RMS Titanic Maritime Memorial Act
In July 1986, shortly after its discovery, the U.S. Congress passed the RMS Titanic Maritime Memorial Act
encouraging the designation of the Titanic as an international memorial site. This designation
meant the site of the shipwreck would be considered, not only a site with international historical significance, but also a final resting place for those who lost their lives in the wreck.
Marex Titanic, Inc. v. Wrecked & Abandoned Vessel
In 1987, Titanic Ventures Limited Partnership (TVLP) and the U.S. Navy returned to the wreck. This joint operation salvaged approximately 1,800 artifacts.
In 1992, Marex, Inc. brought a case to the United States Federal Court in the Eastern District of Virginia for salvage rights to the Titanic. However, the court found that TVLP had first and exclusive rights to the site as salvor and the court entered a permanent injunction against Marex, Inc. from participating in any salvage operations of the Titanic. 
The case was reversed on appeal and shortly after the successor in interest to TVLP, RMS Titanic Inc. (RMST), filed a new case in the Eastern District of Virginia claiming exclusive salvage rights and sole ownership of the artifacts salvaged from the wreck. In the end, the court awarded RMST salvor-in-possession status and exclusive rights over any items salvaged after assurances by RMST that they intended to keep the collection together. 
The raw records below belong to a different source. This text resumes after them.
//! pmixer PulseAudio - Synchronous bridge over the asynchronous client API.
//!
//! This crate handles all interactions with the sound server, including:
//! - Connecting and waiting for the context to become ready
//! - Turning each callback-based request into a blocking call
//! - Resolving the default sink and changing its volume or mute state

pub mod backend;
pub mod error;
pub mod mutation;
pub mod pulse;
pub mod query;
pub mod runner;
pub mod session;

#[cfg(test)]
mod fake;

pub use backend::{AudioServer, ListEntry, OperationState, PendingOperation, ServerInfo};
pub use error::{PulseError, PulseResult};
pub use pulse::PulseServer;
pub use runner::{Outcome, execute};
pub use session::Session;
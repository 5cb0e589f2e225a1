//! PulseAudio error types.

use thiserror::Error;

/// PulseAudio bridge error type.
#[derive(Debug, Error)]
pub enum PulseError {
    #[error("Out of memory: {0}")]
    OutOfMemory(String),

    #[error("Sound server connection failed: {0}")]
    ConnectionFailed(String),

    #[error("Server did not report a default sink")]
    NoDefaultSink,

    #[error("Sink not found: {0}")]
    SinkNotFound(String),

    #[error("MainLoop error: {0}")]
    MainLoop(String),

    #[error(transparent)]
    Core(#[from] pmixer_core::Error),
}

/// Result type for PulseAudio operations.
pub type PulseResult<T> = Result<T, PulseError>;
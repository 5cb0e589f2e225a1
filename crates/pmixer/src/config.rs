//! pmixer configuration.

use std::path::{Path, PathBuf};

use anyhow::{Context, Result};
use directories::ProjectDirs;
use pmixer_core::{VOLUME_NORM, VolumeStep};
use serde::{Deserialize, Serialize};
use tracing::debug;

/// pmixer configuration.
#[derive(Debug, Clone, Serialize, Deserialize, Default, PartialEq, Eq)]
pub struct Config {
    /// Logging settings
    #[serde(default)]
    pub logging: LoggingConfig,
    /// Sound server client settings
    #[serde(default)]
    pub client: ClientConfig,
    /// Volume step settings
    #[serde(default)]
    pub volume: VolumeConfig,
}

/// Logging settings.
#[derive(Debug, Clone, Serialize, Deserialize, PartialEq, Eq)]
pub struct LoggingConfig {
    /// Log level
    #[serde(default = "default_log_level")]
    pub level: String,
}

impl Default for LoggingConfig {
    fn default() -> Self {
        Self { level: default_log_level() }
    }
}

fn default_log_level() -> String {
    "info".to_string()
}

/// Sound server client settings.
#[derive(Debug, Clone, Serialize, Deserialize, PartialEq, Eq)]
pub struct ClientConfig {
    /// Client name shown by the server
    #[serde(default = "default_client_name")]
    pub name: String,
    /// Server address (optional, uses the library default if not set)
    pub server: Option<String>,
}

impl Default for ClientConfig {
    fn default() -> Self {
        Self { name: default_client_name(), server: None }
    }
}

fn default_client_name() -> String {
    "pmixer".to_string()
}

/// Volume step settings.
#[derive(Debug, Clone, Serialize, Deserialize, PartialEq, Eq)]
pub struct VolumeConfig {
    /// Number of steps between silence and 100%
    #[serde(default = "default_steps")]
    pub steps: u32,
    /// Allow `inc` past 100% up to the server's UI maximum
    #[serde(default = "default_true")]
    pub allow_boost: bool,
}

impl Default for VolumeConfig {
    fn default() -> Self {
        Self { steps: default_steps(), allow_boost: true }
    }
}

fn default_steps() -> u32 {
    pmixer_core::volume::DEFAULT_STEPS
}

fn default_true() -> bool {
    true
}

impl VolumeConfig {
    /// Build the step policy, using `ui_max` as the ceiling when boosting.
    ///
    /// # Errors
    /// Returns an error if `steps` is zero.
    pub fn step(&self, ui_max: u32) -> Result<VolumeStep> {
        let ceiling = if self.allow_boost { ui_max } else { VOLUME_NORM };
        VolumeStep::from_steps(self.steps, ceiling).context("Invalid [volume] configuration")
    }
}

/// Load configuration from `path`, or from the default location.
pub fn load_config(path: Option<&Path>) -> Result<Config> {
    let config_path = match path {
        Some(path) => path.to_path_buf(),
        None => config_path()?,
    };

    if config_path.exists() {
        let content = std::fs::read_to_string(&config_path)
            .with_context(|| format!("Failed to read config file: {config_path:?}"))?;
        let config: Config = toml::from_str(&content)
            .with_context(|| format!("Failed to parse config file: {config_path:?}"))?;
        Ok(config)
    } else {
        debug!(?config_path, "Config file not found, using defaults");
        Ok(Config::default())
    }
}

/// Get the configuration file path.
fn config_path() -> Result<PathBuf> {
    let dirs =
        ProjectDirs::from("", "", "pmixer").context("Could not determine config directory")?;
    Ok(dirs.config_dir().join("config.toml"))
}
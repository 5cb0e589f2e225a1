//! Synchronous session over the callback-driven server API.
//!
//! A [`Session`] owns the server connection for one command run. It turns
//! each asynchronous request into a blocking call by iterating the event loop
//! until the request leaves the running state. There is no timeout: if the
//! server never completes a request, the wait never returns.

use std::cell::Cell;
use std::rc::Rc;

use pmixer_core::ConnectionState;
use tracing::{debug, error, info};

use crate::backend::{AudioServer, OperationState, PendingOperation};
use crate::error::{PulseError, PulseResult};

/// A connected sound server session.
pub struct Session<S: AudioServer> {
    server: S,
    state: Rc<Cell<ConnectionState>>,
}

impl<S: AudioServer> Session<S> {
    /// Connect to the server and block until it is ready.
    ///
    /// # Errors
    /// Returns [`PulseError::ConnectionFailed`] if the server reports a
    /// failure, or the event loop error if iterating fails first.
    pub fn connect(mut server: S) -> PulseResult<Self> {
        let state = Rc::new(Cell::new(ConnectionState::Connecting));

        let observed = Rc::clone(&state);
        server.set_state_callback(Box::new(move |server_state| {
            match observed.get().advance(server_state) {
                Ok(next) => observed.set(next),
                Err(e) => error!(error = %e, "Sound server context in unexpected state"),
            }
        }));

        let mut session = Self { server, state };

        session.state.set(ConnectionState::Connecting);
        session.server.connect()?;

        while session.state() == ConnectionState::Connecting {
            session.server.iterate()?;
        }

        if session.state() != ConnectionState::Connected {
            return Err(PulseError::ConnectionFailed("server refused the connection".to_string()));
        }

        info!("Connected to sound server");
        Ok(session)
    }

    /// Current connection state.
    #[must_use]
    pub fn state(&self) -> ConnectionState {
        self.state.get()
    }

    /// Block until `op` is no longer running, then release it.
    ///
    /// Only completion is checked; whatever the request produced must be
    /// read from the slot its callback filled.
    ///
    /// # Errors
    /// Returns an error if the event loop fails while waiting.
    pub fn wait(&mut self, op: S::Operation) -> PulseResult<()> {
        while op.state() == OperationState::Running {
            self.server.iterate()?;
        }
        debug!(state = ?op.state(), "Operation finished");
        Ok(())
    }

    pub(crate) fn server_mut(&mut self) -> &mut S {
        &mut self.server
    }
}

impl<S: AudioServer> Drop for Session<S> {
    fn drop(&mut self) {
        if self.state() == ConnectionState::Connected {
            debug!("Disconnecting from sound server");
            self.server.disconnect();
        }
    }
}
In 2011, the RMST was also granted title to the artifacts under specified conditions that, together with NOAA, RMST would ensure that the collection will be preserved per international and U.S. standards for the foreseeable future. 
UNESCO Takes Action
Prior to the 2011 ruling, in 2010 the Titanic came under protection of the Archaeological Resources Protection Act which designated the Titanic wreck site as an archaeological resource site. This designation allowed a non-recovery and non-contact research expedition to proceed in August of 2010. The expedition revealed an enormous amount of modern material presence on and near the site such as memorial plaques, garbage, discarded dive equipment, and even the ashes of Mel Fisher. Due to these findings, the International Maritime Organization (IMO) released a circular to alert the involved international governments to take action. Just several months later, and on the 100th year anniversary of the wreck, the Titanic officially came under the protection of the UNESCO Underwater Cultural Heritage Protection Convention (2001) with an emphasis on in situ preservation for the site.
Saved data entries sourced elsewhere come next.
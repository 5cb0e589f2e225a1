//! Commands and the sink mutations they produce.
//!
//! A command is turned into exactly one mutation request by looking at the
//! current sink snapshot.

use std::fmt;

use crate::sink::SinkSnapshot;
use crate::volume::{VolumeStep, VolumeVector};

/// A single adjustment requested on the command line.
#[derive(Debug, Clone, Copy, PartialEq, Eq)]
pub enum Command {
    /// Raise the volume one step
    Inc,
    /// Lower the volume one step
    Dec,
    /// Toggle mute
    Mute,
}

/// A request to change sink state.
#[derive(Debug, Clone, PartialEq, Eq)]
pub enum Mutation {
    /// Set every channel volume of a sink
    SetVolume { index: u32, volume: VolumeVector },
    /// Set the mute flag of a sink
    SetMute { index: u32, muted: bool },
}

impl Command {
    /// Derive the mutation this command applies to `sink`.
    #[must_use]
    pub fn mutation(self, sink: &SinkSnapshot, step: &VolumeStep) -> Mutation {
        match self {
            Self::Inc => Mutation::SetVolume {
                index: sink.index,
                volume: sink.volume.increment_clamped(step.step, step.ceiling),
            },
            Self::Dec => Mutation::SetVolume {
                index: sink.index,
                volume: sink.volume.decrement(step.step),
            },
            Self::Mute => Mutation::SetMute { index: sink.index, muted: !sink.muted },
        }
    }
}

impl fmt::Display for Command {
    fn fmt(&self, f: &mut fmt::Formatter<'_>) -> fmt::Result {
        let word = match self {
            Self::Inc => "inc",
            Self::Dec => "dec",
            Self::Mute => "mute",
        };
        f.write_str(word)
    }
}
//! Build script for pmixer-pulse.
//!
//! Checks that libpulse is available.

fn main() {
    // Check for libpulse
    if let Err(e) = pkg_config::probe_library("libpulse") {
        eprintln!("Warning: libpulse not found: {e}");
        eprintln!("Install pulseaudio-libs-devel (Fedora) or libpulse-dev (Debian/Ubuntu)");
        // Don't fail the build - libpulse-sys reports the link error itself
    }
}
//! Default sink lookup.

use std::cell::{OnceCell, RefCell};
use std::rc::Rc;

use pmixer_core::SinkSnapshot;
use tracing::info;

use crate::backend::{AudioServer, ListEntry};
use crate::error::{PulseError, PulseResult};
use crate::session::Session;

impl<S: AudioServer> Session<S> {
    /// Resolve the server's default sink and take a snapshot of it.
    ///
    /// Issues a server-info request followed by a sink-info request for the
    /// name it returned. The second request is only sent once the first has
    /// completed.
    ///
    /// # Errors
    /// Returns [`PulseError::NoDefaultSink`] when the server reports no
    /// default sink and [`PulseError::SinkNotFound`] when no sink matches
    /// the reported name.
    pub fn default_sink(&mut self) -> PulseResult<SinkSnapshot> {
        let name = self.default_sink_name()?;
        info!("Default sink name {name}");
        self.sink_by_name(&name)
    }

    fn default_sink_name(&mut self) -> PulseResult<String> {
        // Overwritten by every reply; the server sends exactly one.
        let slot: Rc<RefCell<Option<String>>> = Rc::new(RefCell::new(None));

        let writer = Rc::clone(&slot);
        let op = self.server_mut().server_info(Box::new(move |info| {
            if let Some(name) = info.default_sink_name {
                *writer.borrow_mut() = Some(name);
            }
        }));
        self.wait(op)?;

        slot.borrow_mut().take().ok_or(PulseError::NoDefaultSink)
    }

    fn sink_by_name(&mut self, name: &str) -> PulseResult<SinkSnapshot> {
        let slot: Rc<OnceCell<SinkSnapshot>> = Rc::new(OnceCell::new());

        let writer = Rc::clone(&slot);
        let op = self.server_mut().sink_info_by_name(
            name,
            Box::new(move |entry| {
                if let ListEntry::Item(sink) = entry {
                    // Only the first record counts
                    let _ = writer.set(sink);
                }
            }),
        );
        self.wait(op)?;

        slot.get().cloned().ok_or_else(|| PulseError::SinkNotFound(name.to_string()))
    }
}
Since then, the site had remained largely untouched and, per legislation the 2017 Consolidated Appropriations Act (Public Law 115-31), the site lies under specific protections. Section 113 of the Act specifically provides for the protection of the RMS Titanic wreck site as a memorial not to be disturbed or physically altered in the pursuit of research, exploration, or salvage. Thus, the orders of the Eastern District of Virginia have largely been followed as RMST is unable to alter, touch, or take anything off of the ship without permission, though the company has been able to retrieve items from the field of debris surrounding the ship.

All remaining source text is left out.